Field experiment was performed from August 1996 to December 1999 to examine the feasibility of constructed wetland system for sewage treatment in rural areas. A pilot system was installed in Konkuk University and the effluent of septic tank for school building was used as an influent to the wetland treatment basin. The system was composed of sand and reed, and operated continuously including winter time. Average removal rate of about 70% was observed for BOD, COD, and SS, about 50% for T-P, and about 25% for T-N. The reason for poor T-N removal might be due to high loading rate and short retention time. The system demonstrated satisfactory effluent concentration and stable performance in growing season.
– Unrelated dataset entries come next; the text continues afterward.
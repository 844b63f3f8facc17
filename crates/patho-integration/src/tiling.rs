//! 切图任务
//!
//! 图片上传后把切图任务投递到队列，后台 worker 调用外部切图程序生成
//! Deep Zoom 金字塔，成功后翻转图片的 `is_cutted` 标记。
//! 临时失败延迟后重新入队，超过最大次数后放弃，等待人工处理。

use crate::deepzoom::{dzi_path_for, output_base_for};
use async_trait::async_trait;
use chrono::{DateTime, Utc};
use patho_core::{PathoError, Result};
use patho_storage::StorageManager;
use patho_workflow::PathologyService;
use serde::{Deserialize, Serialize};
use std::path::Path;
use std::sync::Arc;
use std::time::Duration;
use tokio::sync::mpsc;
use tracing::{debug, error, info, warn};

/// 切图任务
#[derive(Debug, Clone, PartialEq, Serialize, Deserialize)]
pub struct TilingTask {
    pub picture_id: i64,
    /// 存储根目录下的图片路径
    pub file: String,
    pub enqueued_at: DateTime<Utc>,
    /// 已失败的次数
    pub attempts: u32,
    pub max_attempts: u32,
}

impl TilingTask {
    pub fn new(picture_id: i64, file: impl Into<String>, max_attempts: u32) -> Self {
        Self {
            picture_id,
            file: file.into(),
            enqueued_at: Utc::now(),
            attempts: 0,
            max_attempts: max_attempts.max(1),
        }
    }

    /// 记录一次失败，返回是否还可以重试
    pub fn increment_attempt(&mut self) -> bool {
        self.attempts += 1;
        self.attempts < self.max_attempts
    }
}

/// 切图程序
#[async_trait]
pub trait TileGenerator: Send + Sync {
    /// 读取 `source`，生成 `<output_base>.dzi` 和 `<output_base>_files/`
    async fn generate(&self, source: &Path, output_base: &Path) -> Result<()>;
}

/// 通过外部命令切图，参数中的 `{input}` 和 `{output}` 会被替换
#[derive(Debug, Clone)]
pub struct CommandTileGenerator {
    program: String,
    args: Vec<String>,
}

impl CommandTileGenerator {
    pub fn new(program: impl Into<String>, args: Vec<String>) -> Self {
        Self {
            program: program.into(),
            args,
        }
    }

    fn expand_args(&self, source: &Path, output_base: &Path) -> Vec<String> {
        let input = source.to_string_lossy();
        let output = output_base.to_string_lossy();
        self.args
            .iter()
            .map(|arg| arg.replace("{input}", &input).replace("{output}", &output))
            .collect()
    }
}

impl Default for CommandTileGenerator {
    /// libvips 的 dzsave
    fn default() -> Self {
        Self::new(
            "vips",
            vec![
                "dzsave".to_string(),
                "{input}".to_string(),
                "{output}".to_string(),
            ],
        )
    }
}

#[async_trait]
impl TileGenerator for CommandTileGenerator {
    async fn generate(&self, source: &Path, output_base: &Path) -> Result<()> {
        let args = self.expand_args(source, output_base);
        debug!("Running tiler: {} {:?}", self.program, args);

        let output = tokio::process::Command::new(&self.program)
            .args(&args)
            .output()
            .await
            .map_err(|e| PathoError::Tiling(format!("failed to start {}: {}", self.program, e)))?;

        if !output.status.success() {
            let stderr = String::from_utf8_lossy(&output.stderr);
            return Err(PathoError::Tiling(format!(
                "{} exited with {}: {}",
                self.program,
                output.status,
                stderr.trim()
            )));
        }
        Ok(())
    }
}

/// 切图队列的发送端
#[derive(Debug, Clone)]
pub struct TilingQueue {
    sender: mpsc::Sender<TilingTask>,
    max_attempts: u32,
}

impl TilingQueue {
    pub fn channel(capacity: usize, max_attempts: u32) -> (Self, mpsc::Receiver<TilingTask>) {
        let (sender, receiver) = mpsc::channel(capacity.max(1));
        (
            Self {
                sender,
                max_attempts,
            },
            receiver,
        )
    }

    pub async fn enqueue(&self, picture_id: i64, file: &str) -> Result<()> {
        let task = TilingTask::new(picture_id, file, self.max_attempts);
        self.sender
            .send(task)
            .await
            .map_err(|_| PathoError::Tiling("tiling queue is closed".to_string()))?;
        info!("Enqueued tiling for picture {}", picture_id);
        Ok(())
    }

    fn downgrade(&self) -> mpsc::WeakSender<TilingTask> {
        self.sender.downgrade()
    }
}

/// 单个任务的处理结果
#[derive(Debug, Clone, PartialEq)]
pub enum TaskOutcome {
    Completed,
    /// 已经切过图，直接确认
    AlreadyTiled,
    /// 图片已被删除
    Dropped,
    Retry(TilingTask),
    GaveUp,
}

/// 后台切图 worker
pub struct TilingWorker {
    service: PathologyService,
    storage: StorageManager,
    generator: Arc<dyn TileGenerator>,
    retry_delay: Duration,
    requeue: mpsc::WeakSender<TilingTask>,
}

impl TilingWorker {
    pub fn new(
        service: PathologyService,
        storage: StorageManager,
        generator: Arc<dyn TileGenerator>,
        retry_delay: Duration,
        queue: &TilingQueue,
    ) -> Self {
        Self {
            service,
            storage,
            generator,
            retry_delay,
            requeue: queue.downgrade(),
        }
    }

    /// 消费队列直到所有发送端关闭
    pub async fn run(self, mut receiver: mpsc::Receiver<TilingTask>) {
        info!("Tiling worker started");
        while let Some(task) = receiver.recv().await {
            if let TaskOutcome::Retry(task) = self.process(task).await {
                self.schedule_retry(task);
            }
        }
        info!("Tiling worker stopped");
    }

    fn schedule_retry(&self, task: TilingTask) {
        // 在延迟前持有发送端，队列不会在重试等待期间关闭
        let Some(sender) = self.requeue.upgrade() else {
            error!(
                "Tiling queue closed, dropping retry for picture {}",
                task.picture_id
            );
            return;
        };
        let delay = self.retry_delay;
        tokio::spawn(async move {
            tokio::time::sleep(delay).await;
            let picture_id = task.picture_id;
            if sender.send(task).await.is_err() {
                error!("Tiling queue closed, dropping retry for picture {}", picture_id);
            }
        });
    }

    pub async fn process(&self, mut task: TilingTask) -> TaskOutcome {
        match self.tile(&task).await {
            Ok(outcome) => outcome,
            Err(e) => {
                if task.increment_attempt() {
                    warn!(
                        "Tiling picture {} failed (attempt {}/{}): {}",
                        task.picture_id, task.attempts, task.max_attempts, e
                    );
                    TaskOutcome::Retry(task)
                } else {
                    error!(
                        "Tiling picture {} failed after {} attempts, manual intervention required: {}",
                        task.picture_id, task.attempts, e
                    );
                    TaskOutcome::GaveUp
                }
            }
        }
    }

    async fn tile(&self, task: &TilingTask) -> Result<TaskOutcome> {
        let picture = match self.service.get_picture(task.picture_id).await {
            Ok(picture) => picture,
            Err(PathoError::NotFound(_)) => {
                warn!("Picture {} no longer exists, dropping tiling task", task.picture_id);
                return Ok(TaskOutcome::Dropped);
            }
            Err(e) => return Err(e),
        };

        if picture.is_cutted {
            debug!("Picture {} already tiled", picture.id);
            return Ok(TaskOutcome::AlreadyTiled);
        }

        let source = self.storage.resolve(&picture.file)?;
        let output_base = self.storage.resolve(&output_base_for(&picture.file))?;
        self.generator.generate(&source, &output_base).await?;

        let dzi = dzi_path_for(&picture.file);
        if !self.storage.exists(&dzi).await? {
            return Err(PathoError::Tiling(format!(
                "tiler finished without producing {}",
                dzi
            )));
        }

        self.service.mark_picture_tiled(picture.id).await?;
        Ok(TaskOutcome::Completed)
    }
}

#[cfg(test)]
mod tests {
    use super::*;
    use crate::deepzoom::DeepZoomDescriptor;
    use patho_core::{PatientInput, SystemClock};
    use patho_database::MemoryStore;
    use std::sync::atomic::{AtomicU32, Ordering};

    /// 前 `failures` 次失败，之后写出 dzi 文件
    struct FlakyGenerator {
        failures: u32,
        calls: AtomicU32,
    }

    impl FlakyGenerator {
        fn new(failures: u32) -> Self {
            Self {
                failures,
                calls: AtomicU32::new(0),
            }
        }

        fn calls(&self) -> u32 {
            self.calls.load(Ordering::SeqCst)
        }
    }

    #[async_trait]
    impl TileGenerator for FlakyGenerator {
        async fn generate(&self, _source: &Path, output_base: &Path) -> Result<()> {
            let call = self.calls.fetch_add(1, Ordering::SeqCst);
            if call < self.failures {
                return Err(PathoError::Tiling("tiler crashed".to_string()));
            }
            let descriptor = DeepZoomDescriptor {
                tile_size: 254,
                overlap: 1,
                format: "jpeg".to_string(),
                width: 1000,
                height: 800,
            };
            let dzi = format!("{}.dzi", output_base.display());
            tokio::fs::write(dzi, descriptor.to_xml()).await?;
            Ok(())
        }
    }

    struct Fixture {
        _dir: tempfile::TempDir,
        service: PathologyService,
        storage: StorageManager,
        picture_id: i64,
        file: String,
    }

    async fn fixture() -> Fixture {
        let dir = tempfile::tempdir().unwrap();
        let storage = StorageManager::new(dir.path());
        let service = PathologyService::new(Arc::new(MemoryStore::new()), Arc::new(SystemClock));

        let stored = storage
            .store_upload("origin", "slide.tif", b"fake slide")
            .await
            .unwrap();
        let patient = service
            .create_patient(&PatientInput {
                name: "赵六".to_string(),
                sex: "F".to_string(),
                age: None,
            })
            .await
            .unwrap();
        let picture = service
            .register_picture(patient.id, &stored.relative_path, &stored.checksum, "")
            .await
            .unwrap();

        Fixture {
            _dir: dir,
            service,
            storage,
            picture_id: picture.id,
            file: stored.relative_path,
        }
    }

    fn worker(fx: &Fixture, generator: Arc<FlakyGenerator>, queue: &TilingQueue) -> TilingWorker {
        TilingWorker::new(
            fx.service.clone(),
            fx.storage.clone(),
            generator,
            Duration::from_millis(10),
            queue,
        )
    }

    #[test]
    fn test_task_attempts() {
        let mut task = TilingTask::new(1, "origin/a.tif", 3);
        assert!(task.increment_attempt());
        assert!(task.increment_attempt());
        assert!(!task.increment_attempt());
        assert_eq!(task.attempts, 3);

        let single = TilingTask::new(1, "origin/a.tif", 0);
        assert_eq!(single.max_attempts, 1);
    }

    #[test]
    fn test_command_args_expand() {
        let generator = CommandTileGenerator::default();
        let args = generator.expand_args(Path::new("/m/origin/a.tif"), Path::new("/m/origin/a"));
        assert_eq!(args, vec!["dzsave", "/m/origin/a.tif", "/m/origin/a"]);
    }

    #[tokio::test]
    async fn test_success_marks_picture_and_is_idempotent() {
        let fx = fixture().await;
        let (queue, _rx) = TilingQueue::channel(8, 3);
        let generator = Arc::new(FlakyGenerator::new(0));
        let worker = worker(&fx, generator.clone(), &queue);

        let task = TilingTask::new(fx.picture_id, fx.file.clone(), 3);
        assert_eq!(worker.process(task.clone()).await, TaskOutcome::Completed);
        assert!(fx.service.get_picture(fx.picture_id).await.unwrap().is_cutted);
        assert!(fx.storage.exists(&dzi_path_for(&fx.file)).await.unwrap());

        assert_eq!(worker.process(task).await, TaskOutcome::AlreadyTiled);
        assert_eq!(generator.calls(), 1);
    }

    #[tokio::test]
    async fn test_gives_up_after_max_attempts() {
        let fx = fixture().await;
        let (queue, _rx) = TilingQueue::channel(8, 3);
        let generator = Arc::new(FlakyGenerator::new(u32::MAX));
        let worker = worker(&fx, generator.clone(), &queue);

        let mut task = TilingTask::new(fx.picture_id, fx.file.clone(), 3);
        for expected_attempts in 1..=2 {
            match worker.process(task).await {
                TaskOutcome::Retry(next) => {
                    assert_eq!(next.attempts, expected_attempts);
                    task = next;
                }
                other => panic!("expected retry, got {:?}", other),
            }
        }
        assert_eq!(worker.process(task).await, TaskOutcome::GaveUp);
        assert_eq!(generator.calls(), 3);
        assert!(!fx.service.get_picture(fx.picture_id).await.unwrap().is_cutted);
    }

    #[tokio::test]
    async fn test_deleted_picture_is_dropped() {
        let fx = fixture().await;
        let (queue, _rx) = TilingQueue::channel(8, 3);
        let generator = Arc::new(FlakyGenerator::new(0));
        let worker = worker(&fx, generator.clone(), &queue);

        fx.service.delete_picture(fx.picture_id).await.unwrap();
        let task = TilingTask::new(fx.picture_id, fx.file.clone(), 3);
        assert_eq!(worker.process(task).await, TaskOutcome::Dropped);
        assert_eq!(generator.calls(), 0);
    }

    #[tokio::test]
    async fn test_worker_retries_through_queue() {
        let fx = fixture().await;
        let (queue, rx) = TilingQueue::channel(8, 3);
        let generator = Arc::new(FlakyGenerator::new(1));
        let handle = tokio::spawn(worker(&fx, generator.clone(), &queue).run(rx));

        queue.enqueue(fx.picture_id, &fx.file).await.unwrap();

        let deadline = tokio::time::Instant::now() + Duration::from_secs(5);
        while !fx.service.get_picture(fx.picture_id).await.unwrap().is_cutted {
            assert!(tokio::time::Instant::now() < deadline, "tiling did not complete");
            tokio::time::sleep(Duration::from_millis(10)).await;
        }
        assert_eq!(generator.calls(), 2);

        drop(queue);
        tokio::time::timeout(Duration::from_secs(5), handle)
            .await
            .unwrap()
            .unwrap();
    }
}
And it also worked adequately in wintertime even below $10^{\circ}C$ without freezing, and removal was still significant. The amount removed in BOD, COD, and SS was almost the same as in the growing season, and the amount removed in nutrients was about half of the one in growing season. Overall performance of the experimental system was compared with existing data base (NADB, 1994), and it was within the range of general system performance. As study period increased, removal rates for BOD, COD, SS, and T-P were consistently maintained and even enhanced, but removal rate for T-N decreased slightly. Wetland system was thought to be a feasible alternative for sewage treatment in rural area considering its low cost and low maintenance requirement. However, the effluent of the experimental wetland system often exceeded current effluent water quality standards, therefore, further treatment could be required if the effluent should be discharged to public waters. Wetland system of interest locates in rural area and is a part of rural ecosystem, therefore, ultimate disposal of reclaimed sewage for agricultural purpose or subsequent land treatment might be available and further research in this matter is recommended.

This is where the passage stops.